Solution the First: Doctors have abandoned the role of general practitioner, so we need a different profession to fill that role. Nurse practitioners are the likely stopgap solution. In the long run we must have primary care providers who can diagnose and treat simple problems, prescribe medicine, and refer patients to providers with more specific skills. A major step toward fixing this problem (and several others) would be to blur the line between doctors and everyone else, that is, create grades of medical personnel based on function, not education. Allow people to learn as much as they can about medicine in whatever way they can, then let them take tests to certify themselves. If I can learn what a GP should know without the time, expense, wasted energy, and built-in prejudices of medical school, why shouldn't I be able to do a job that doctors themselves refuse to do? It wouldn't be a bad thing, either, to show doctors that they can be replaced; that might put a dent in their arrogance.
Problem the Second: Geriatrics. One-third to one-half of all medical spending in this country goes to keep people alive in their final month. Preserving life is a worthwhile goal when it makes sense, but postponing the inevitable for a few hours or days doesn't make sense. The patient goes through unnecessary indignity, discomfort, and pain. The family goes through false hope and often financial hardship. The only benefit goes to the doctors, hospitals, and drug companies, and that benefit is purely financial.
Solution the Second: Encourage living wills. This has nothing to do with "death panels"; nobody wants to kill your grandmother. Try to understand the distinction. It's one thing to euthanize people who are still healthy. It's another thing entirely to allow someone to pass away quietly, someone who would die anyway and has already made an informed decision to do so without any fuss. I'll repeat the critical part--someone who would die anyway. There is too much focus on the quantity of life and not enough on the quality of that life.
Problem the Third: Prevention. An ounce of prevention, in medical terms, is worth about ten ounces of cure. Less than a pound, but still a substantial savings. It may be dramatic for surgeons to save someone's life with a risky operation, but real life is not like TV. It's much less expensive to teach someone at risk for heart disease to eat properly than to do bypass surgery. There's no mystery here. Most chronic diseases can be prevented. For some reason, though, many of us listen to the politicians, who would rather pretend to solve splashy expensive problems than quietly prevent them from ever happening. The system is geared towards trauma care, towards rescuing people from imminent demise, towards the dramatic rather than the sensible.

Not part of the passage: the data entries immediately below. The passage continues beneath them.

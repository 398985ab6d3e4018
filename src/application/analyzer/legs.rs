use crate::domain::candle::Candle;
use crate::domain::swing::{Direction, StructuralLeg, SwingPoint};

/// Segments the candle window into structural legs: runs of >= 3 impulse
/// candles of the same direction, where an impulse strictly extends the
/// prior impulse's extreme; a pullback is admitted only if it does not
/// close past the leg's own anchor extreme (§3 "Structural swing leg").
///
/// `swings` is accepted for symmetry with the rest of the pipeline but
/// legs are derived purely from candle direction/extension; swing indices
/// are not consulted here.
pub fn derive_legs(candles: &[Candle], _swings: &[SwingPoint]) -> Vec<StructuralLeg> {
    let mut legs = Vec::new();
    let mut i = 0;

    while i < candles.len() {
        let Some(dir) = candle_direction(&candles[i]) else {
            i += 1;
            continue;
        };

        let start = i;
        let mut high = candles[i].high;
        let mut low = candles[i].low;
        let mut high_index = i;
        let mut low_index = i;
        let mut impulse_count = 1;
        let mut end = i;
        let mut j = i + 1;

        while j < candles.len() {
            let c = &candles[j];
            let extends = match dir {
                Direction::Bullish => c.high > high,
                Direction::Bearish => c.low < low,
            };
            if extends {
                if c.high > high {
                    high = c.high;
                    high_index = j;
                }
                if c.low < low {
                    low = c.low;
                    low_index = j;
                }
                impulse_count += 1;
                end = j;
                j += 1;
                continue;
            }

            // Pullback: admitted only if it doesn't close past the leg's
            // own anchor extreme (the opposite extreme formed so far).
            let anchor_violated = match dir {
                Direction::Bullish => c.close < low,
                Direction::Bearish => c.close > high,
            };
            if anchor_violated {
                break;
            }
            end = j;
            j += 1;
        }

        if impulse_count >= 3 {
            legs.push(StructuralLeg {
                start_index: start,
                end_index: end,
                direction: dir,
                swing_high: high,
                swing_low: low,
                high_index,
                low_index,
                candle_count: end - start + 1,
                is_major: false,
            });
        }
        i = end.max(start) + 1;
    }

    mark_major(&mut legs);
    legs
}

fn candle_direction(c: &Candle) -> Option<Direction> {
    if c.close > c.open {
        Some(Direction::Bullish)
    } else if c.close < c.open {
        Some(Direction::Bearish)
    } else {
        None
    }
}

/// A leg is major if its bar count is >= 1.5x the mean, or its price
/// range is >= 1.5x the mean range (§4.2 "MSB derivation").
fn mark_major(legs: &mut [StructuralLeg]) {
    if legs.is_empty() {
        return;
    }
    let mean_len: f64 =
        legs.iter().map(|l| l.candle_count as f64).sum::<f64>() / legs.len() as f64;
    let mean_range: f64 = legs
        .iter()
        .map(|l| (l.swing_high - l.swing_low).to_string().parse::<f64>().unwrap_or(0.0))
        .sum::<f64>()
        / legs.len() as f64;

    for leg in legs.iter_mut() {
        let range: f64 = (leg.swing_high - leg.swing_low)
            .to_string()
            .parse::<f64>()
            .unwrap_or(0.0);
        leg.is_major =
            leg.candle_count as f64 >= 1.5 * mean_len || range >= 1.5 * mean_range;
    }
}

#[cfg(test)]
mod tests {
    use super::*;
    use rust_decimal::Decimal;
    use rust_decimal_macros::dec;

    fn bar(ts: i64, o: Decimal, h: Decimal, l: Decimal, c: Decimal) -> Candle {
        Candle {
            symbol: "EURUSD".to_string(),
            timestamp_ms: ts,
            open: o,
            high: h,
            low: l,
            close: c,
            volume: dec!(1),
            timeframe: crate::domain::timeframe::Timeframe::M1,
        }
    }

    #[test]
    fn three_impulse_run_forms_a_leg() {
        let candles = vec![
            bar(60_000, dec!(100), dec!(101), dec!(99), dec!(100.8)),
            bar(120_000, dec!(100.8), dec!(102), dec!(100), dec!(101.8)),
            bar(180_000, dec!(101.8), dec!(103), dec!(101), dec!(102.8)),
        ];
        let legs = derive_legs(&candles, &[]);
        assert_eq!(legs.len(), 1);
        assert_eq!(legs[0].candle_count, 3);
        assert_eq!(legs[0].direction, Direction::Bullish);
    }

    #[test]
    fn two_impulse_run_is_not_a_leg() {
        let candles = vec![
            bar(60_000, dec!(100), dec!(101), dec!(99), dec!(100.8)),
            bar(120_000, dec!(100.8), dec!(102), dec!(100), dec!(101.8)),
        ];
        let legs = derive_legs(&candles, &[]);
        assert!(legs.is_empty());
    }
}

Solution the Third: If you're at risk for, say, heart disease, get some exercise and change your diet. If you refuse to do so, you are committing slow-motion suicide. The medical establishment should recognize this fact by classifying you as a coronary DNR. If you ever have a heart attack, nobody will try to resuscitate you; nobody will perform bypass surgery on you; nobody will try to save you from your own bad behavior. On the other hand, if you have a genetic predisposition to heart disease, you should get treatment and medication to reduce the risk of a heart attack, and you should be treated properly if you do have a heart attack. Conversely, if you have no risk factors at all and still have a heart attack, you should get treatment. The operative principle here is to prevent what you can and treat what you must.
The bottom line: Somehow we have gotten the idea that medical resources are infinite. We can treat everyone for everything, we can look for cures to every known disease, we can save every accident victim and premature baby, all at the same time. Is it any wonder that prices are going through the roof?